The Cardinal unveiled a “slow mesh” concept last Saturday in its 41-28 loss to USC, resulting in 221 rushing yards – its most since Nov. 10, 2018, against Oregon State.
Stanford’s run game had fallen to the bottom of the FBS over the previous three seasons, and this offseason the Cardinal’s top two running backs from a year ago made the almost unprecedented move of transferring as underclassmen to schools with more productive rushing attacks.
This season the Cardinal adopted the slow mesh scheme, made popular by Wake Forest coach Dave Clawson, and the early returns have been promising.
The slow mesh is a style of RPO (run-pass option) in which the quarterback can hand off to the running back or pull the ball back and attempt a pass. The key difference between a traditional option and the slow mesh is that the tempo varies. After the snap, the quarterback and running back stand side-by-side before a decision to run or pass is made. That decision could be made immediately, or at the last instant as defenses try to guess what is happening. Sports Illustrated once described the scheme as an “anxiety-inducing backfield exchange between quarterback and running back.”
Stanford quarterback Tanner McKee (18) signals to a teammate before snapping the ball during the first half of an NCAA college football game against Southern California in Stanford, Calif., Saturday, Sept. 10, 2022. (AP Photo/Godofredo A. Vásquez)
It is a departure from the power football that Stanford is known for, but Shaw thought it would be a good fit for his players.
Shaw only got “some cryptic answers” when he asked Clawson about the system, so the Cardinal staff broke down film of Wake Forest to figure out how it worked.
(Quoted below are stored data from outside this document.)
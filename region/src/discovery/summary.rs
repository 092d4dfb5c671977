//! Turns raw per-agent scan outcomes into the user-facing summary.

use core::net::IpAddr;
use std::collections::{BTreeMap, BTreeSet};

use ipnet::IpNet;
use serde::Serialize;
use tracing::debug;

use metalfleet_common::Discovery;

use super::rpc::RackCallError;
use crate::{
    inventory::Tables,
    model::{Subnet, SubnetId},
};

#[derive(Debug, Clone, PartialEq, Eq, Serialize)]
pub struct ScanFailure {
    pub rack: String,
    pub reason: String,
}

/// One (MAC, IP) pair, merged across every agent that reported it.
#[derive(Debug, Clone, PartialEq, Eq, Serialize)]
pub struct DiscoveredNeighbour {
    pub ip: IpAddr,
    pub mac: String,
    /// Latest observation, unix seconds.
    pub last_seen: u64,
    pub seen_by: BTreeSet<String>,
}

#[derive(Debug, Clone, PartialEq, Eq, Serialize)]
pub struct ScanSummary {
    pub subnet: SubnetId,
    pub cidr: IpNet,
    /// Agents that answered.
    pub scan_started_on: Vec<String>,
    pub scan_failed_on: Vec<ScanFailure>,
    /// Keyed by the CIDR of the most specific known subnet containing each address.
    pub discoveries: BTreeMap<String, Vec<DiscoveredNeighbour>>,
    pub result: String,
}

impl ScanSummary {
    pub fn neighbours(&self) -> impl Iterator<Item = &DiscoveredNeighbour> {
        self.discoveries.values().flatten()
    }
}

fn plural(n: usize, word: &str) -> String {
    if n == 1 {
        format!("{n} {word}")
    } else {
        format!("{n} {word}s")
    }
}

fn result_message(cidr: IpNet, answered: usize, failed: usize, found: usize) -> String {
    let total = answered + failed;
    match (answered, failed) {
        (0, _) => format!(
            "Unable to scan {cidr}: none of the {} responded.",
            plural(total, "rack controller")
        ),
        (_, 0) => format!(
            "Active discovery of {cidr} completed on {}. Found {}.",
            plural(answered, "rack controller"),
            plural(found, "neighbour")
        ),
        _ => format!(
            "Active discovery of {cidr} completed on {answered} of {}; {failed} failed to respond. Found {}.",
            plural(total, "rack controller"),
            plural(found, "neighbour")
        ),
    }
}

/// Builds the summary from each agent's outcome.
///
/// Pairs are de-duplicated on (lower-cased MAC, IP), keeping the latest
/// timestamp. Entries whose IP doesn't parse are dropped.
pub fn summarize(
    subnet: &Subnet,
    outcomes: BTreeMap<String, Result<Vec<Discovery>, RackCallError>>,
    tables: &Tables,
) -> ScanSummary {
    let mut scan_started_on = Vec::new();
    let mut scan_failed_on = Vec::new();
    let mut merged: BTreeMap<(IpAddr, String), DiscoveredNeighbour> = BTreeMap::new();

    for (rack, outcome) in outcomes {
        let discoveries = match outcome {
            Ok(discoveries) => discoveries,
            Err(e) => {
                scan_failed_on.push(ScanFailure {
                    rack,
                    reason: e.reason(),
                });
                continue;
            }
        };
        for discovery in discoveries {
            let Ok(ip) = discovery.ip.parse::<IpAddr>() else {
                debug!("Dropping discovery with invalid IP '{}' from {rack}", discovery.ip);
                continue;
            };
            let mac = discovery.mac.to_ascii_lowercase();
            let entry = merged
                .entry((ip, mac.clone()))
                .or_insert_with(|| DiscoveredNeighbour {
                    ip,
                    mac,
                    last_seen: discovery.observed_at,
                    seen_by: BTreeSet::new(),
                });
            entry.last_seen = entry.last_seen.max(discovery.observed_at);
            entry.seen_by.insert(rack.clone());
        }
        scan_started_on.push(rack);
    }

    let found = merged.len();
    let mut discoveries: BTreeMap<String, Vec<DiscoveredNeighbour>> = BTreeMap::new();
    for neighbour in merged.into_values() {
        let group = tables
            .longest_match(neighbour.ip)
            .map_or(subnet.cidr, |s| s.cidr);
        discoveries
            .entry(group.to_string())
            .or_default()
            .push(neighbour);
    }

    ScanSummary {
        subnet: subnet.id,
        cidr: subnet.cidr,
        result: result_message(subnet.cidr, scan_started_on.len(), scan_failed_on.len(), found),
        scan_started_on,
        scan_failed_on,
        discoveries,
    }
}

#[cfg(test)]
mod tests {
    use core::time::Duration;

    use super::*;
    use crate::model::RdnsMode;

    fn subnet(id: SubnetId, cidr: &str) -> Subnet {
        Subnet {
            id,
            name: cidr.to_owned(),
            description: String::new(),
            cidr: cidr.parse().unwrap(),
            vlan: None,
            space: None,
            rdns_mode: RdnsMode::default(),
            gateway_ip: None,
            managed: true,
            allow_proxy: true,
            active_discovery: false,
            dns_servers: Vec::new(),
        }
    }

    fn seen(mac: &str, ip: &str, at: u64) -> Discovery {
        Discovery {
            mac: mac.to_owned(),
            ip: ip.to_owned(),
            observed_at: at,
        }
    }

    #[test]
    fn pairs_are_merged_across_agents() {
        let scanned = subnet(1, "10.0.0.0/24");
        let mut tables = Tables::default();
        tables.subnets.insert(1, scanned.clone());
        tables.subnets.insert(2, subnet(2, "10.0.1.0/24"));

        let outcomes = BTreeMap::from([
            (
                "rack1".to_owned(),
                Ok(vec![
                    seen("AA:BB:CC:DD:EE:01", "10.0.0.5", 100),
                    seen("aa:bb:cc:dd:ee:02", "10.0.1.7", 100),
                    seen("aa:bb:cc:dd:ee:03", "not-an-ip", 100),
                ]),
            ),
            (
                "rack2".to_owned(),
                Ok(vec![
                    seen("aa:bb:cc:dd:ee:01", "10.0.0.5", 250),
                    seen("aa:bb:cc:dd:ee:04", "192.168.9.9", 90),
                ]),
            ),
            (
                "rack3".to_owned(),
                Err(RackCallError::Timeout(Duration::from_secs(1))),
            ),
        ]);

        let summary = summarize(&scanned, outcomes, &tables);
        assert_eq!(summary.scan_started_on, vec!["rack1", "rack2"]);
        assert_eq!(
            summary.scan_failed_on,
            vec![ScanFailure {
                rack: "rack3".to_owned(),
                reason: "unreachable".to_owned()
            }]
        );
        assert_eq!(summary.neighbours().count(), 3);

        let local = &summary.discoveries["10.0.0.0/24"];
        let merged = local.iter().find(|n| n.mac == "aa:bb:cc:dd:ee:01").unwrap();
        assert_eq!(merged.last_seen, 250, "latest observation wins");
        assert_eq!(merged.seen_by.len(), 2);
        assert_eq!(summary.discoveries["10.0.1.0/24"].len(), 1, "grouped by known subnet");
        assert!(
            local.iter().any(|n| n.ip.to_string() == "192.168.9.9"),
            "unknown addresses fall back to the scanned CIDR"
        );
        assert_eq!(
            summary.result,
            "Active discovery of 10.0.0.0/24 completed on 2 of 3 rack controllers; 1 failed to respond. Found 3 neighbours."
        );
    }

    #[test]
    fn result_message_covers_all_outcomes() {
        let cidr: IpNet = "10.0.0.0/24".parse().unwrap();
        assert_eq!(
            result_message(cidr, 1, 0, 1),
            "Active discovery of 10.0.0.0/24 completed on 1 rack controller. Found 1 neighbour."
        );
        assert_eq!(
            result_message(cidr, 0, 2, 0),
            "Unable to scan 10.0.0.0/24: none of the 2 rack controllers responded."
        );
    }
}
Stanford started implementing the slow mesh during spring practice, the players worked on it on their own over the summer, and the team refined it during training camp.
“Honestly, I thought it was great,” McKee said. “I felt like it was the most balanced we’ve been running the ball and throwing, but mainly I thought it helped our run game a lot. Definitely stretches the defense, makes them change things. I feel like everybody knows that Stanford makes a lot of different calls and changes before the snap. So just solving them post-snap I think has been great.”
Stanford was one of five FBS programs that didn’t make a single coaching change in the offseason, but that doesn’t mean it didn’t tinker with its system.
“It’s part of the evolution of college football and we’ve always been open to change and open to new ideas and new thoughts,” Shaw said. “And we’ll still have some pre-snap decisions for the quarterback, but the RPO world now is a lot of post-snap decisions, creating difficult situations for the defense, and as a staff we’ve grown to adopt some of those things.”